Este miércoles, un grupo de productores yerbateros se manifestó en la rotonda de acceso a la ciudad, sobre la ruta que conecta con Oberá, para reclamar un precio justo por la hoja verde de yerba mate, la materia prima principal del sector.
El reclamo, que lleva varios días, se intensificó con un corte parcial de circulación: los manifestantes permiten el libre tránsito de vehículos particulares, docentes, comerciantes y otros usuarios, pero impiden el paso de camiones que transportan hoja verde y yerba canchada. La medida fue decidida en asamblea el día anterior. El empaquetado y la yerba procesada por molineros sí pueden circular con normalidad.

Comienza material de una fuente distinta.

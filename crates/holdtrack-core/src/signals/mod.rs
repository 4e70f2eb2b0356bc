//! Multi-quarter thesis signals.
//!
//! Signals are derived from a fund's diff history:
//!
//! - **Consistent accumulator**: several consecutive increases
//! - **Build then trim**: a run of increases followed by a decrease
//! - **One-quarter probe**: opened and closed within a short window
//! - **Concentration shift**: top-5 concentration moved materially
//! - **Theme emergence**: several new starters in one theme
//!
//! [`SignalDetector::starter_to_scale`] reports former starters that became
//! material positions.

mod detectors;
mod history;
mod scale;
mod types;

pub use detectors::{detect_signals, detect_starter_to_scale, SignalDetector};
pub use history::{build_histories, PositionHistory, QuarterState};
pub use scale::ScaledPosition;
pub use types::{ShiftDirection, Signal, SignalDetails, SignalType, Strength};
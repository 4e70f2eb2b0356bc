//! Per-security comparison between two filings.

use crate::types::{Holding, MatchingKey, PutCall, StarterThresholds};
use serde::{Deserialize, Serialize};

/// How a position changed between two filings.
///
/// Evaluated in declaration order: presence changes win over value deltas.
#[derive(Debug, Clone, Copy, PartialEq, Eq, Hash, Serialize, Deserialize)]
#[serde(rename_all = "SCREAMING_SNAKE_CASE")]
pub enum ChangeType {
    /// Absent before, present now.
    New,
    /// Present before, absent now.
    Exit,
    /// Value went up.
    Increase,
    /// Value went down.
    Decrease,
    /// Value did not move.
    Unchanged,
}

impl ChangeType {
    /// Returns the label used in reports.
    #[must_use]
    pub fn name(&self) -> &'static str {
        match self {
            Self::New => "NEW",
            Self::Exit => "EXIT",
            Self::Increase => "INCREASE",
            Self::Decrease => "DECREASE",
            Self::Unchanged => "UNCHANGED",
        }
    }
}

impl std::fmt::Display for ChangeType {
    fn fmt(&self, f: &mut std::fmt::Formatter<'_>) -> std::fmt::Result {
        write!(f, "{}", self.name())
    }
}

/// The rows a matching key resolved to on each side.
#[derive(Debug, Clone, Copy)]
pub(crate) enum Sides<'a> {
    Both { prior: &'a Holding, now: &'a Holding },
    NowOnly(&'a Holding),
    PriorOnly(&'a Holding),
}

impl<'a> Sides<'a> {
    pub(crate) fn from_options(prior: Option<&'a Holding>, now: Option<&'a Holding>) -> Option<Self> {
        match (prior, now) {
            (Some(prior), Some(now)) => Some(Self::Both { prior, now }),
            (None, Some(now)) => Some(Self::NowOnly(now)),
            (Some(prior), None) => Some(Self::PriorOnly(prior)),
            (None, None) => None,
        }
    }

    fn prior(&self) -> Option<&'a Holding> {
        match *self {
            Self::Both { prior, .. } | Self::PriorOnly(prior) => Some(prior),
            Self::NowOnly(_) => None,
        }
    }

    fn now(&self) -> Option<&'a Holding> {
        match *self {
            Self::Both { now, .. } | Self::NowOnly(now) => Some(now),
            Self::PriorOnly(_) => None,
        }
    }

    /// Row used for display fields: the current side, else the prior side.
    fn reference(&self) -> &'a Holding {
        match *self {
            Self::Both { now, .. } | Self::NowOnly(now) => now,
            Self::PriorOnly(prior) => prior,
        }
    }
}

/// Diff for a single position between two filings.
#[derive(Debug, Clone, PartialEq, Serialize, Deserialize)]
pub struct PositionDiff {
    /// CUSIP.
    pub cusip: String,

    /// Issuer name (current side when present).
    pub issuer_name: String,

    /// Title of class.
    pub title_of_class: String,

    /// Prior value, `None` when absent before.
    pub prev_value_usd: Option<i64>,

    /// Current value, `None` when absent now.
    pub now_value_usd: Option<i64>,

    /// `now - prev`, treating an absent side as zero.
    pub delta_value_usd: i64,

    /// Prior share count.
    pub prev_shares: Option<i64>,

    /// Current share count.
    pub now_shares: Option<i64>,

    /// `now - prev` shares, treating an absent side as zero.
    pub delta_shares: i64,

    /// Prior weight (as decimal, 0.05 = 5%).
    pub prev_weight: Option<f64>,

    /// Current weight (as decimal).
    pub now_weight: Option<f64>,

    /// `(now - prev) / prev`, defined only when both sides exist and prev > 0.
    pub growth_rate: Option<f64>,

    /// `delta / prior total`, defined only when the prior total is positive.
    pub portfolio_impact: Option<f64>,

    /// Change classification.
    pub change_type: ChangeType,

    /// Starter flag, evaluated on the current side.
    pub is_starter: bool,

    /// Option flag carried through for display.
    pub put_call: Option<PutCall>,
}

impl PositionDiff {
    pub(crate) fn from_sides(
        sides: Sides<'_>,
        total_prev: i64,
        total_now: i64,
        starter: &StarterThresholds,
    ) -> Self {
        let prior = sides.prior();
        let now = sides.now();

        let prev_value = prior.map(|h| h.value_usd);
        let now_value = now.map(|h| h.value_usd);
        let prev_shares = prior.map(|h| h.shares_or_principal);
        let now_shares = now.map(|h| h.shares_or_principal);

        let delta_value = now_value.unwrap_or(0) - prev_value.unwrap_or(0);
        let delta_shares = now_shares.unwrap_or(0) - prev_shares.unwrap_or(0);

        let prev_weight = prev_value.and_then(|v| ratio(v, total_prev));
        let now_weight = now_value.and_then(|v| ratio(v, total_now));

        let growth_rate = match (prev_value, now_value) {
            (Some(prev), Some(now)) if prev > 0 => Some((now - prev) as f64 / prev as f64),
            _ => None,
        };
        let portfolio_impact = ratio(delta_value, total_prev);

        let change_type = match sides {
            Sides::NowOnly(_) => ChangeType::New,
            Sides::PriorOnly(_) => ChangeType::Exit,
            Sides::Both { .. } if delta_value > 0 => ChangeType::Increase,
            Sides::Both { .. } if delta_value < 0 => ChangeType::Decrease,
            Sides::Both { .. } => ChangeType::Unchanged,
        };

        let reference = sides.reference();
        Self {
            cusip: reference.cusip.clone(),
            issuer_name: reference.issuer_name.clone(),
            title_of_class: reference.title_of_class.clone(),
            prev_value_usd: prev_value,
            now_value_usd: now_value,
            delta_value_usd: delta_value,
            prev_shares,
            now_shares,
            delta_shares,
            prev_weight,
            now_weight,
            growth_rate,
            portfolio_impact,
            change_type,
            is_starter: starter.is_starter(now_weight, now_value),
            put_call: reference.put_call,
        }
    }

    /// Returns the matching key of this position.
    #[must_use]
    pub fn key(&self) -> MatchingKey {
        MatchingKey::new(&self.cusip, &self.title_of_class, self.put_call)
    }

    /// Returns true if the position gained value.
    #[must_use]
    pub fn is_add(&self) -> bool {
        self.delta_value_usd > 0
    }

    /// Returns true if the position lost value.
    #[must_use]
    pub fn is_cut(&self) -> bool {
        self.delta_value_usd < 0
    }
}

/// `numerator / denominator`, `None` unless the denominator is positive.
pub(crate) fn ratio(numerator: i64, denominator: i64) -> Option<f64> {
    (denominator > 0).then(|| numerator as f64 / denominator as f64)
}
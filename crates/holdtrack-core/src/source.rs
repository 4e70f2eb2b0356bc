//! Access to stored filings.
//!
//! The analytics core never fetches or persists filings itself. A
//! [`FilingSource`] hands it filing metadata and rows; this module loads a
//! fund's recent history through that seam and diffs it.

use crate::diff::{compute_all_diffs, QuarterDiff};
use crate::error::{HoldtrackError, HoldtrackResult};
use crate::types::{DiffConfig, FilingMeta, FilingSnapshot, Holding};
use parking_lot::RwLock;
use std::collections::HashMap;

/// Read access to stored 13F filings.
pub trait FilingSource: Send + Sync {
    /// Returns the backend name for logging.
    fn source_name(&self) -> &'static str;

    /// Returns every filing of a fund, ordered by period descending.
    ///
    /// # Errors
    ///
    /// Returns [`HoldtrackError::FundNotFound`] for an unknown fund.
    fn filings_for_fund(&self, fund_id: &str) -> HoldtrackResult<Vec<FilingMeta>>;

    /// Returns the rows of one filing in filing order.
    ///
    /// # Errors
    ///
    /// Returns [`HoldtrackError::FilingNotFound`] for an unknown filing.
    fn holdings_for_filing(&self, filing_id: &str) -> HoldtrackResult<Vec<Holding>>;
}

/// In-memory filing source.
///
/// Thread-safe through `RwLock`s. Useful for tests and for histories loaded
/// from a file.
///
/// # Example
///
/// ```rust
/// use holdtrack_core::source::{FilingSource, InMemoryFilingSource};
///
/// let source = InMemoryFilingSource::new();
/// assert!(source.filings_for_fund("0001067983").is_err());
/// ```
#[derive(Debug, Default)]
pub struct InMemoryFilingSource {
    filings: RwLock<HashMap<String, Vec<FilingMeta>>>,
    holdings: RwLock<HashMap<String, Vec<Holding>>>,
}

impl InMemoryFilingSource {
    /// Creates an empty source.
    #[must_use]
    pub fn new() -> Self {
        Self::default()
    }

    /// Creates a source holding the given snapshots.
    #[must_use]
    pub fn from_snapshots(snapshots: impl IntoIterator<Item = FilingSnapshot>) -> Self {
        let source = Self::new();
        for snapshot in snapshots {
            source.insert(snapshot);
        }
        source
    }

    /// Stores a filing, replacing any filing with the same id.
    pub fn insert(&self, snapshot: FilingSnapshot) {
        let FilingSnapshot { meta, holdings } = snapshot;

        let mut filings = self.filings.write();
        let fund = filings.entry(meta.fund_id.clone()).or_default();
        fund.retain(|m| m.filing_id != meta.filing_id);
        self.holdings.write().insert(meta.filing_id.clone(), holdings);
        fund.push(meta);
        fund.sort_by(|a, b| b.period.cmp(&a.period));
    }

    /// Number of stored filings across all funds.
    #[must_use]
    pub fn filing_count(&self) -> usize {
        self.holdings.read().len()
    }

    /// Removes every filing.
    pub fn clear(&self) {
        self.filings.write().clear();
        self.holdings.write().clear();
    }
}

impl FilingSource for InMemoryFilingSource {
    fn source_name(&self) -> &'static str {
        "memory"
    }

    fn filings_for_fund(&self, fund_id: &str) -> HoldtrackResult<Vec<FilingMeta>> {
        self.filings
            .read()
            .get(fund_id)
            .cloned()
            .ok_or_else(|| HoldtrackError::fund_not_found(fund_id))
    }

    fn holdings_for_filing(&self, filing_id: &str) -> HoldtrackResult<Vec<Holding>> {
        self.holdings
            .read()
            .get(filing_id)
            .cloned()
            .ok_or_else(|| HoldtrackError::filing_not_found(filing_id))
    }
}

/// Keeps one filing per period, newest period first.
///
/// Within a period an amendment supersedes an original, and otherwise the
/// later `filed_on` wins. With `original_only`, amendments are dropped
/// before selection.
#[must_use]
pub fn select_latest_per_period(filings: &[FilingMeta], original_only: bool) -> Vec<FilingMeta> {
    let mut selected: Vec<FilingMeta> = Vec::new();

    for filing in filings {
        if original_only && filing.is_amendment {
            continue;
        }
        match selected.iter().position(|s| s.period == filing.period) {
            Some(i) => {
                if supersedes(filing, &selected[i]) {
                    selected[i] = filing.clone();
                }
            }
            None => selected.push(filing.clone()),
        }
    }

    selected.sort_by(|a, b| b.period.cmp(&a.period));
    selected
}

fn supersedes(candidate: &FilingMeta, existing: &FilingMeta) -> bool {
    match (candidate.is_amendment, existing.is_amendment) {
        (true, false) => true,
        (false, true) => false,
        _ => candidate.filed_on > existing.filed_on,
    }
}

/// Loads the latest `periods` filings of a fund, newest first.
///
/// # Errors
///
/// Propagates source failures, including unknown funds and filings.
pub fn load_fund_history<S: FilingSource + ?Sized>(
    source: &S,
    fund_id: &str,
    periods: usize,
    original_only: bool,
) -> HoldtrackResult<Vec<FilingSnapshot>> {
    let filings = source.filings_for_fund(fund_id)?;
    let selected = select_latest_per_period(&filings, original_only);

    tracing::debug!(
        source = source.source_name(),
        fund_id,
        available = filings.len(),
        selected = selected.len().min(periods),
        "Loading fund history"
    );

    selected
        .into_iter()
        .take(periods)
        .map(|meta| {
            let holdings = source.holdings_for_filing(&meta.filing_id)?;
            Ok(FilingSnapshot::new(meta, holdings))
        })
        .collect()
}

/// Loads a fund's latest `periods` filings and diffs every adjacent pair.
///
/// Diffs come back most-recent-first. Amendments supersede originals.
///
/// # Errors
///
/// Propagates source failures, including unknown funds and filings.
pub fn compute_fund_diffs<S: FilingSource + ?Sized>(
    source: &S,
    fund_id: &str,
    periods: usize,
    config: &DiffConfig,
) -> HoldtrackResult<Vec<QuarterDiff>> {
    let history = load_fund_history(source, fund_id, periods, false)?;
    Ok(compute_all_diffs(&history, config))
}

En entrevista con un medio local, Benjamín Chamula, productor yerbatero, explicó los motivos del reclamo:
“Estamos reclamando por un precio justo de la materia prima nuestra, que es la hoja verde, porque es una vergüenza lo que hoy están pagando: 180, 200 pesos a plazo, a 120 días. La verdad que no cubre los costos de producción. Hoy el costo de producción ronda los 400 pesos. Y la verdad que estamos en un momento de quiebra. El productor hoy no tiene prácticamente cómo subsistir más”.

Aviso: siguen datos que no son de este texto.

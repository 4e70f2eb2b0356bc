//! Per-position time series rebuilt from a diff sequence.

use crate::diff::{ChangeType, QuarterDiff};
use crate::types::MatchingKey;
use chrono::NaiveDate;
use serde::Serialize;
use std::collections::HashMap;

/// State of a position at one period.
#[derive(Debug, Clone, Copy, PartialEq, Serialize)]
pub struct QuarterState {
    /// Period the state was observed at.
    pub period: NaiveDate,
    /// Value at that period, `None` after an exit.
    pub value_usd: Option<i64>,
    /// Weight at that period.
    pub weight: Option<f64>,
    /// How the position changed into this period.
    pub change_type: ChangeType,
}

/// Time-ordered states of one position.
#[derive(Debug, Clone, PartialEq, Serialize)]
pub struct PositionHistory {
    /// Position identity.
    pub key: MatchingKey,
    /// Issuer name from the newest state.
    pub issuer_name: String,
    /// States, oldest first.
    pub states: Vec<QuarterState>,
}

impl PositionHistory {
    /// Number of recorded periods.
    #[must_use]
    pub fn len(&self) -> usize {
        self.states.len()
    }

    /// Returns true if no period was recorded.
    #[must_use]
    pub fn is_empty(&self) -> bool {
        self.states.is_empty()
    }

    /// Periods of `states[range]`.
    pub(crate) fn periods(&self, range: std::ops::Range<usize>) -> Vec<NaiveDate> {
        self.states[range].iter().map(|s| s.period).collect()
    }
}

/// Rebuilds per-position histories from diffs ordered most-recent-first.
///
/// Diffs are walked oldest to newest. Histories come back in the order
/// their key was first seen.
#[must_use]
pub fn build_histories(diffs: &[QuarterDiff]) -> Vec<PositionHistory> {
    let mut histories: Vec<PositionHistory> = Vec::new();
    let mut index: HashMap<MatchingKey, usize> = HashMap::new();

    for diff in diffs.iter().rev() {
        for pos in diff.positions() {
            let state = QuarterState {
                period: diff.period_to,
                value_usd: pos.now_value_usd,
                weight: pos.now_weight,
                change_type: pos.change_type,
            };

            let key = pos.key();
            match index.get(&key) {
                Some(&i) => {
                    let history = &mut histories[i];
                    history.issuer_name.clone_from(&pos.issuer_name);
                    history.states.push(state);
                }
                None => {
                    index.insert(key.clone(), histories.len());
                    histories.push(PositionHistory {
                        key,
                        issuer_name: pos.issuer_name.clone(),
                        states: vec![state],
                    });
                }
            }
        }
    }

    histories
}
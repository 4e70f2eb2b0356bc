//! Diffs over a fund's full filing history.

use super::engine::{compute_quarter_diff, QuarterDiff};
use crate::parallel::map_adjacent_pairs;
use crate::types::{DiffConfig, FilingSnapshot};

/// Computes one diff per adjacent filing pair.
///
/// `filings` must be ordered most-recent-first; the returned diffs follow the
/// same order, so `diffs[0]` compares the two latest filings. Returns an
/// empty vector when fewer than two filings are supplied.
///
/// Pairs are independent and run on rayon when the `parallel` feature is
/// enabled and the pair count reaches `config.parallel_threshold`.
#[must_use]
pub fn compute_all_diffs(filings: &[FilingSnapshot], config: &DiffConfig) -> Vec<QuarterDiff> {
    let pairs = filings.len().saturating_sub(1);

    tracing::debug!(
        filings = filings.len(),
        pairs,
        parallel = config.should_parallelize(pairs),
        "Computing diff history"
    );

    map_adjacent_pairs(filings, config, |prior, now| {
        compute_quarter_diff(prior, now, config)
    })
}
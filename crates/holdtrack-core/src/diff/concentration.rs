//! Concentration diagnostics for a single snapshot.

use super::position::ratio;
use serde::{Deserialize, Serialize};

/// Concentration measures over current-side weights.
#[derive(Debug, Clone, Copy, PartialEq, Default, Serialize, Deserialize)]
pub struct Concentration {
    /// Sum of the 5 largest weights.
    pub top5: f64,
    /// Sum of the 10 largest weights.
    pub top10: f64,
    /// Sum of squared weights over every position.
    pub herfindahl: f64,
}

impl Concentration {
    /// Computes concentration from row values and their total.
    ///
    /// Every measure is 0.0 when there are no rows or the total is not positive.
    #[must_use]
    pub fn from_values(values: impl IntoIterator<Item = i64>, total: i64) -> Self {
        let mut weights: Vec<f64> = values
            .into_iter()
            .filter_map(|v| ratio(v, total))
            .collect();

        if weights.is_empty() {
            return Self::default();
        }

        weights.sort_by(|a, b| b.total_cmp(a));

        Self {
            top5: leading_sum(&weights, 5),
            top10: leading_sum(&weights, 10),
            herfindahl: weights.iter().map(|w| w * w).sum(),
        }
    }

    /// Effective number of positions, `1 / HHI`.
    #[must_use]
    pub fn effective_positions(&self) -> Option<f64> {
        (self.herfindahl > 0.0).then(|| 1.0 / self.herfindahl)
    }
}

/// Sum of the first `n` weights, or of all weights if fewer exist.
fn leading_sum(sorted_desc: &[f64], n: usize) -> f64 {
    sorted_desc.iter().take(n).sum()
}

Chamula detalló que, cuando funcionaba plenamente el INYM (Instituto Nacional de la Yerba Mate, mencionado en la entrevista como INIM o IDIM), existía un ente regulador que pactaba precios obligatorios para hoja verde y yerba canchada, lo que obligaba a los industriales a pagar. Tras la liberación del precio (impulsada por el gobierno nacional mediante desregulación), los pagos quedaron a discreción del mercado.
“ Hoy está liberado el precio, hoy prácticamente pagan lo que quieren, como quieren, no hay una ley que obligue a pagar eso”, afirmó.

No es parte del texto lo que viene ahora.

//! CLI command implementations.

pub mod config;
pub mod diff;
pub mod scale;
pub mod signals;
pub mod themes;

pub use config::ConfigArgs;
pub use diff::DiffArgs;
pub use scale::ScaleArgs;
pub use signals::SignalsArgs;
pub use themes::ThemesArgs;

use holdtrack_core::{compute_all_diffs, compute_opening_diff, FilingSnapshot, QuarterDiff};

use crate::config::Settings;

/// Diffs every adjacent pair of a newest-first history.
///
/// A single filing yields its opening diff against an empty portfolio.
pub fn history_diffs(history: &[FilingSnapshot], settings: &Settings) -> Vec<QuarterDiff> {
    match history {
        [only] => vec![compute_opening_diff(only, &settings.diff)],
        _ => compute_all_diffs(history, &settings.diff),
    }
}

/// Display name of a diff's fund, falling back to its CIK.
pub fn fund_label(diff: &QuarterDiff) -> &str {
    diff.fund_name.as_deref().unwrap_or(&diff.fund_id)
}

/// `2024-06-30 -> 2024-09-30`, or `opening 2024-09-30` with no prior filing.
pub fn period_label(diff: &QuarterDiff) -> String {
    match diff.period_from {
        Some(from) => format!("{from} -> {}", diff.period_to),
        None => format!("opening {}", diff.period_to),
    }
}
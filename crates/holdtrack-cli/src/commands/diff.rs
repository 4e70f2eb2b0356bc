//! Diff command implementation.
//!
//! Compares consecutive filings of a fund.

use anyhow::Result;
use clap::Args;
use serde::Serialize;
use tabled::Tabled;

use holdtrack_core::{PositionDiff, QuarterDiff};

use crate::cli::{HistoryArgs, OutputFormat};
use crate::commands::{fund_label, history_diffs, period_label};
use crate::config::Settings;
use crate::input::load_history;
use crate::output::{
    format_opt_percent, format_opt_usd, format_percent, format_signed_usd, print_csv,
    print_header, print_json, print_output, print_table, KeyValue,
};

/// Arguments for the diff command.
#[derive(Args, Debug)]
pub struct DiffArgs {
    #[command(flatten)]
    pub history: HistoryArgs,

    /// Diff every adjacent pair instead of only the latest
    #[arg(short, long)]
    pub all: bool,

    /// Length of the ranked lists (overrides the configuration)
    #[arg(short, long)]
    pub top: Option<usize>,
}

/// One position in a diff.
#[derive(Debug, Serialize, Tabled)]
pub struct PositionRow {
    #[tabled(rename = "Period")]
    pub period: String,
    #[tabled(rename = "Issuer")]
    pub issuer: String,
    #[tabled(rename = "Class")]
    pub class: String,
    #[tabled(rename = "Change")]
    pub change: String,
    #[tabled(rename = "Prior")]
    pub prev_value: String,
    #[tabled(rename = "Current")]
    pub now_value: String,
    #[tabled(rename = "Delta")]
    pub delta: String,
    #[tabled(rename = "Growth")]
    pub growth: String,
    #[tabled(rename = "Impact")]
    pub impact: String,
    #[tabled(rename = "Weight")]
    pub weight: String,
    #[tabled(rename = "Starter")]
    pub starter: String,
}

impl PositionRow {
    fn new(diff: &QuarterDiff, position: &PositionDiff) -> Self {
        let class = match position.put_call {
            Some(pc) => format!("{} ({pc})", position.title_of_class),
            None => position.title_of_class.clone(),
        };
        Self {
            period: diff.period_to.to_string(),
            issuer: position.issuer_name.clone(),
            class,
            change: position.change_type.to_string(),
            prev_value: format_opt_usd(position.prev_value_usd),
            now_value: format_opt_usd(position.now_value_usd),
            delta: format_signed_usd(position.delta_value_usd),
            growth: format_opt_percent(position.growth_rate),
            impact: format_opt_percent(position.portfolio_impact),
            weight: format_opt_percent(position.now_weight.or(position.prev_weight)),
            starter: if position.is_starter { "yes" } else { "" }.to_string(),
        }
    }
}

/// Execute the diff command.
pub fn execute(args: DiffArgs, settings: &Settings, format: OutputFormat) -> Result<()> {
    let mut settings = settings.clone();
    if let Some(top) = args.top {
        settings.diff = settings.diff.with_top_n(top);
        settings.diff.validate()?;
    }

    let history = load_history(&args.history)?;
    let mut diffs = history_diffs(&history, &settings);
    if !args.all {
        diffs.truncate(1);
    }

    match format {
        OutputFormat::Json => {
            if args.all {
                print_json(&diffs)?;
            } else if let Some(latest) = diffs.first() {
                print_json(latest)?;
            }
        }
        OutputFormat::Csv => {
            let rows: Vec<PositionRow> = diffs
                .iter()
                .flat_map(|d| d.positions().map(move |p| PositionRow::new(d, p)))
                .collect();
            print_csv(&rows)?;
        }
        OutputFormat::Minimal => {
            for diff in &diffs {
                println!(
                    "{} new={} exit={} increase={} decrease={} unchanged={} net={}",
                    diff.period_to,
                    diff.new_positions.len(),
                    diff.sold_out.len(),
                    diff.increased.len(),
                    diff.decreased.len(),
                    diff.unchanged.len(),
                    diff.net_flow()
                );
            }
        }
        OutputFormat::Table => {
            for diff in &diffs {
                print_diff_table(diff, format)?;
            }
        }
    }

    Ok(())
}

fn print_diff_table(diff: &QuarterDiff, format: OutputFormat) -> Result<()> {
    print_header(&format!("{}: {}", fund_label(diff), period_label(diff)));
    print_output(&summary(diff), format)?;

    let sections: [(&str, &[PositionDiff]); 6] = [
        ("New Positions", &diff.new_positions),
        ("Sold Out", &diff.sold_out),
        ("Top Adds by Value", &diff.top_adds_by_value),
        ("Top Cuts by Value", &diff.top_cuts_by_value),
        ("New Starters", &diff.new_starters),
        ("Scaling Starters", &diff.increased_starters),
    ];

    for (title, positions) in sections {
        if positions.is_empty() {
            continue;
        }
        print_header(title);
        let rows: Vec<PositionRow> = positions.iter().map(|p| PositionRow::new(diff, p)).collect();
        print_table(&rows)?;
    }
    Ok(())
}

fn summary(diff: &QuarterDiff) -> Vec<KeyValue> {
    let mut rows = vec![
        KeyValue::from_usd("Prior Total", diff.total_portfolio_prev),
        KeyValue::from_usd("Current Total", diff.total_portfolio_now),
        KeyValue::new(
            "Positions",
            format!("{} -> {}", diff.position_count_prev, diff.position_count_now),
        ),
        KeyValue::new("New / Exited", format!("{} / {}", diff.new_positions.len(), diff.sold_out.len())),
        KeyValue::new(
            "Increased / Decreased / Unchanged",
            format!(
                "{} / {} / {}",
                diff.increased.len(),
                diff.decreased.len(),
                diff.unchanged.len()
            ),
        ),
        KeyValue::new("Gross Adds", format_signed_usd(diff.gross_adds_value)),
        KeyValue::new("Gross Cuts", format_signed_usd(-diff.gross_cuts_value)),
        KeyValue::new("Net Flow", format_signed_usd(diff.net_flow())),
        KeyValue::from_percent("Top-5 Concentration", diff.concentration_top5),
        KeyValue::from_percent("Top-10 Concentration", diff.concentration_top10),
        KeyValue::new("Herfindahl Index", format!("{:.4}", diff.herfindahl_index)),
    ];
    if let Some(turnover) = diff.turnover() {
        rows.push(KeyValue::new("Turnover", format_percent(turnover)));
    }
    rows
}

Según el productor, tanto el gobierno nacional como el provincial tienen responsabilidad: uno por liberar el mercado y el otro por no intervenir para fijar un precio mínimo justo en la provincia. Ayer, los productores visitaron varios secaderos, que en su mayoría se adhirieron al reclamo.
Muchos secaderos están parados y no compran hoja verde porque el precio de la canchada está muy bajo y no les cierran los números.
“Los secaderos mismos hoy están en una situación difícil, los que no tienen molinos, los que venden canchadas”, señaló Chamula.
El productor reconoció haber votado al actual gobierno nacional esperando un “cambio grande” para el sector, pero admitió su desilusión ante la realidad actual. Sugirió que el presidente podría estar “mal asesorado” respecto a la situación del sector primario y las economías regionales, no solo en Misiones sino en otras provincias.
Entre las consecuencias más graves que afectan el bolsillo de los productores, Chamula mencionó:
- Imposibilidad de contratar peones.
- Abandono de yerbales (tiene dos chacras sin limpiar).
- Dificultades para comprar gasoil y mantener la maquinaria.
- Complicaciones para sostener los estudios universitarios de sus hijos en Posadas.
“Nosotros prácticamente no podemos subsistir más”, resumió.
La medida de fuerza de hoy consiste en no dejar circular hoja verde ni yerba canchada por la zona, mientras se mantiene el libre paso para el resto del tránsito. Los productores buscan visibilizar la crisis y presionar para que se reactive un mecanismo que garantice precios que cubran al menos los costos de producción, estimados en torno a los 400 pesos por kilo (contra los 180-200 que se pagan actualmente a plazo).
Este reclamo se enmarca en una problemática recurrente en el sector yerbatero misionero, donde los pequeños y medianos productores enfrentan dificultades para sostener la actividad ante precios que, según ellos, no reflejan los costos reales ni permiten la subsistencia de las familias rurales.